══ Data for processing ══

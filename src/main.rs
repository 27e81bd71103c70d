//! contract-summaries - build the contract spending summary CSV exports.

use std::io;
use std::path::PathBuf;

use anyhow::{bail, Context, Result};
use clap::{Parser, Subcommand};
use contract_summaries::aggregation::{AggregationSpec, Dimension, Measure};
use contract_summaries::{pipeline, SummaryConfig, SummaryType};
use polars::prelude::{CsvWriter, SerWriter};
use tracing_subscriber::layer::SubscriberExt;
use tracing_subscriber::util::SubscriberInitExt;
use tracing_subscriber::EnvFilter;

/// contract-summaries - proactive disclosure contract summaries
#[derive(Parser, Debug)]
#[command(name = "contract-summaries")]
#[command(version, about, long_about = None)]
struct Cli {
    /// Path to the TOML configuration file
    #[arg(short, long, default_value = "contract-summaries.toml")]
    config: PathBuf,

    /// Log level (trace, debug, info, warn, error); RUST_LOG takes precedence
    #[arg(long, default_value = "info")]
    log_level: String,

    /// Emit logs as JSON lines
    #[arg(long)]
    log_json: bool,

    #[command(subcommand)]
    command: Commands,
}

#[derive(Subcommand, Debug)]
enum Commands {
    /// Build every summary export
    Run {
        /// Log destinations instead of writing files
        #[arg(long)]
        dry_run: bool,

        /// Remove existing vendor/department/category/overall folders first
        #[arg(long)]
        clean: bool,

        /// Output root, overriding paths.output
        #[arg(long)]
        output: Option<PathBuf>,
    },

    /// Print the included vendor set, one name per line
    IncludedVendors,

    /// Run a single aggregation and print it as CSV
    Aggregate {
        /// Grouping dimension (vendor, owner_org, category, it_subcategory); up to two
        #[arg(long = "by")]
        dimensions: Vec<String>,

        /// Scope to one entity, as DIMENSION=VALUE
        #[arg(long)]
        entity: Option<String>,

        /// Group by fiscal year as well
        #[arg(long)]
        fiscal_year: bool,

        /// Restrict to the included vendor set
        #[arg(long)]
        included_vendors: bool,

        /// Output shape (totals, ranking, distribution, counts)
        #[arg(long, default_value = "totals")]
        measure: String,

        /// Summary type (core, dnd, all); defaults to run.summary_type
        #[arg(long)]
        summary_type: Option<String>,
    },
}

fn init_tracing(level: &str, json: bool) {
    let filter = EnvFilter::try_from_default_env().unwrap_or_else(|_| EnvFilter::new(level));
    let registry = tracing_subscriber::registry().with(filter);
    if json {
        registry
            .with(tracing_subscriber::fmt::layer().json().with_writer(io::stderr))
            .init();
    } else {
        registry
            .with(tracing_subscriber::fmt::layer().with_writer(io::stderr))
            .init();
    }
}

fn parse_dimension(name: &str) -> Result<Dimension> {
    Dimension::from_name(name).with_context(|| {
        format!("unknown dimension '{name}', expected vendor, owner_org, category or it_subcategory")
    })
}

fn main() -> Result<()> {
    let cli = Cli::parse();
    init_tracing(&cli.log_level, cli.log_json);

    let mut config = SummaryConfig::load(&cli.config)
        .with_context(|| format!("failed to load config {}", cli.config.display()))?;

    match cli.command {
        Commands::Run {
            dry_run,
            clean,
            output,
        } => {
            if dry_run {
                config.run.update_summary_csv_files = false;
            }
            if clean {
                config.run.remove_existing_summary_folders = true;
            }
            if let Some(output) = output {
                config.paths.output = output;
            }
            let report = pipeline::run(&config).context("summary run failed")?;
            println!("{report}");
        }
        Commands::IncludedVendors => {
            let engine = pipeline::load_engine(&config)?;
            for vendor in engine.included_vendors().names() {
                println!("{vendor}");
            }
        }
        Commands::Aggregate {
            dimensions,
            entity,
            fiscal_year,
            included_vendors,
            measure,
            summary_type,
        } => {
            let summary_type =
                SummaryType::from_tag(summary_type.as_deref().unwrap_or(&config.run.summary_type));
            let Some(measure) = Measure::from_name(&measure) else {
                bail!("unknown measure '{measure}', expected totals, ranking, distribution or counts");
            };

            let mut spec = AggregationSpec::new(summary_type).measure(measure);
            for name in &dimensions {
                spec = spec.by(parse_dimension(name)?);
            }
            if let Some(entity) = entity {
                let Some((dimension, value)) = entity.split_once('=') else {
                    bail!("--entity expects DIMENSION=VALUE, got '{entity}'");
                };
                spec = spec.for_entity(parse_dimension(dimension)?, value);
            }
            if fiscal_year {
                spec = spec.per_fiscal_year();
            }
            if included_vendors {
                spec = spec.included_vendors_only();
            }

            let engine = pipeline::load_engine(&config)?;
            let table = engine.aggregate(&spec)?;
            let mut df = table.to_export_frame(engine.precision())?;
            CsvWriter::new(io::stdout().lock())
                .include_header(true)
                .finish(&mut df)
                .context("failed to write csv to stdout")?;
        }
    }

    Ok(())
}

═══

Exercise aim - Show each line of the material that includes the word "SummaryType".

Expected answer -
use contract_summaries::{pipeline, SummaryConfig, SummaryType};
                SummaryType::from_tag(summary_type.as_deref().unwrap_or(&config.run.summary_type));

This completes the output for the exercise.